Last year 2015 has witnessed an increasing number of corporate accelerators being launched in all regions around the world. The report “Corporate Accelerators & Booming Startup Sectors”, published few months ago, records 116 corporate accelerators worldwide. Europe leads this count with 54 accelerators (mostly based in the UK and Germany), but experts expect a future increase in launching accelerators in EMEA and Asia pacific locations as well.
We recently found a source that we think essential to anyone interested in keeping up with this quickly growing phenomena. The Database of Corporate Accelerators was launched to fill the contradictory gap between the increasing importance of corporate accelerators for the innovation ecosystems and the lack of updated data about them.
This database records 71 active Corporate Accelerators programs (almost 80 if also included stopped ones), offering for each one relevant information and details as, for instance, funding offered, equity considered, company implementing it, location, term of the program, focus areas, the kind of support offered, etc.
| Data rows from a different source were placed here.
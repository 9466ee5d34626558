//! Error types for dbu-db

use thiserror::Error;

/// Database operation errors
#[derive(Error, Debug)]
pub enum DbError {
    /// Connection error (D001)
    #[error("[D001] Failed to connect to {backend} database {database}: {message}")]
    ConnectionError {
        backend: &'static str,
        database: String,
        message: String,
    },

    /// Statement execution error with the driver's reason code (D002)
    #[error("[D002] SQL execution failed{}: {message}", code_suffix(.code))]
    StatementError {
        code: Option<String>,
        message: String,
    },

    /// A statement aborted its script under the fail-fast policy (D003)
    #[error("[D003] Statement #{index} aborted the script: {source}\n    {statement}")]
    ScriptAborted {
        index: usize,
        statement: String,
        #[source]
        source: Box<DbError>,
    },

    /// Transaction management error (D004)
    #[error("[D004] Transaction failed: {0}")]
    TransactionError(String),
}

fn code_suffix(code: &Option<String>) -> String {
    code.as_deref()
        .map(|c| format!(" ({c})"))
        .unwrap_or_default()
}

/// Result type alias for DbError
pub type DbResult<T> = Result<T, DbError>;

impl DbError {
    /// Driver reason code of a statement failure, if the driver supplied one
    pub fn reason_code(&self) -> Option<&str> {
        match self {
            DbError::StatementError { code, .. } => code.as_deref(),
            DbError::ScriptAborted { source, .. } => source.reason_code(),
            _ => None,
        }
    }

    /// Driver message without the error code prefix
    pub fn reason_message(&self) -> String {
        match self {
            DbError::StatementError { message, .. } => message.clone(),
            DbError::ScriptAborted { source, .. } => source.reason_message(),
            other => other.to_string(),
        }
    }
}

impl From<rusqlite::Error> for DbError {
    fn from(err: rusqlite::Error) -> Self {
        let code = match &err {
            rusqlite::Error::SqliteFailure(failure, _) => Some(format!("{:?}", failure.code)),
            _ => None,
        };
        DbError::StatementError {
            code,
            message: err.to_string(),
        }
    }
}

impl From<sqlx::Error> for DbError {
    fn from(err: sqlx::Error) -> Self {
        // Server-side errors carry the MySQL SQLSTATE; everything else
        // (I/O, protocol) only has a message.
        match &err {
            sqlx::Error::Database(db_err) => DbError::StatementError {
                code: db_err.code().map(|c| c.into_owned()),
                message: db_err.message().to_string(),
            },
            _ => DbError::StatementError {
                code: None,
                message: err.to_string(),
            },
        }
    }
}
//! dbu-core - Core library for the database upgrade tool
//!
//! This crate provides the installation layout, the reader for the server's
//! INI config files, server version handling, and detection of which
//! database backend an installation is configured for.

pub mod backend;
pub mod config;
pub mod detect;
pub mod environment;
pub mod error;
pub mod subsystem;
pub mod version;

pub use backend::{BackendKind, ConnectionInfo};
pub use config::ConfigReader;
pub use detect::{BackendDetector, ConfigLayout, Detection, SubsystemBackend};
pub use environment::EnvironmentContext;
pub use error::{CoreError, CoreResult};
pub use subsystem::{ccnet_component, CcnetComponent, Subsystem, CCNET_COMPONENTS};
pub use version::ServerVersion;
Furthermore, the list of acceleration programs can be ordered based on the amount of financing offered or the percentage of equity considered.
A good sign or the indication of an incoming bubble?
So finally it’s confirmed. Corporations are becoming more interested in startups and seem willing to provide capital and time to new ventures. This certainly has to be considered a positive sign as an element to a more collaborative business environment we usually evangelize about. But having a look to the database and reading the most recent articles about this boom make us wonder if the phenomena could be considered a step forward for a new form of post-corporate work or just the sign of a new future bubble.
Of course, there are potential risks associated to this kind of programs, perils not just for startups as businesses in their critical early stages but for the generation of innovation itself. But those dangers are more easily avoidable when accelerators in a particular industry are very few, which it does not seem to be the case for the foreseeable future.
The potential negative price of acceleration
Unlike traditional accelerators, these programs are implemented to somehow meet the needs of corporate objectives. Therefore, they have the potential to deeply influence what innovations offered by startups succeed or not. If guidance is one of the benefits for startups to obtain from sponsoring corporations, wouldn’t this advise coming essentially from a single source limit the ability of the new company to get the broadest feedback possible? Being mentored by experts may suppose a valuable shortcut to critical knowledge and Know How but, may it be at the cost of the process of discovery that is so often the critical factor for startups success?
The role of startups in innovation is precisely to be a little “dissident”. Can they be when attached to a traditional corporation? If iteration and pivoting is an essential and differential startups capacity, is it going to remain like that in a context in which a particular corporate agenda may be playing a role on what new paths to take or not?
Then, there is also the question about customers and competitors, which can become trickier the more of these corporate accelerators flourish in a particular market. Becoming an early customer may be one of the most valuable contribution by sponsoring corporation but, what if for whatever the reason it does not happen? If a corporate accelerator doesn’t buy the products of its startups, other customers are going to perceive this negatively. And becoming a first important customer can also become a problem if considered the risk of competitors not willing to engage with startups that come out of rival programs.
The answer is in the How
So, are the corporate accelerator programs in danger of becoming more an accelerator for the corporations themselves than for the participating startups?
It’s probably too soon to know but, in any case once more the answer relies more on the How than on the What. Corporate accelerators programs may present a limited number of formats, but the critical factor, the one that can show a different way for each different corporation is the mindset and disposition when implementing them and, specially, the level of goodwill to draw from, an essential element for all collaborative initiative that pretends to live up to its adjective.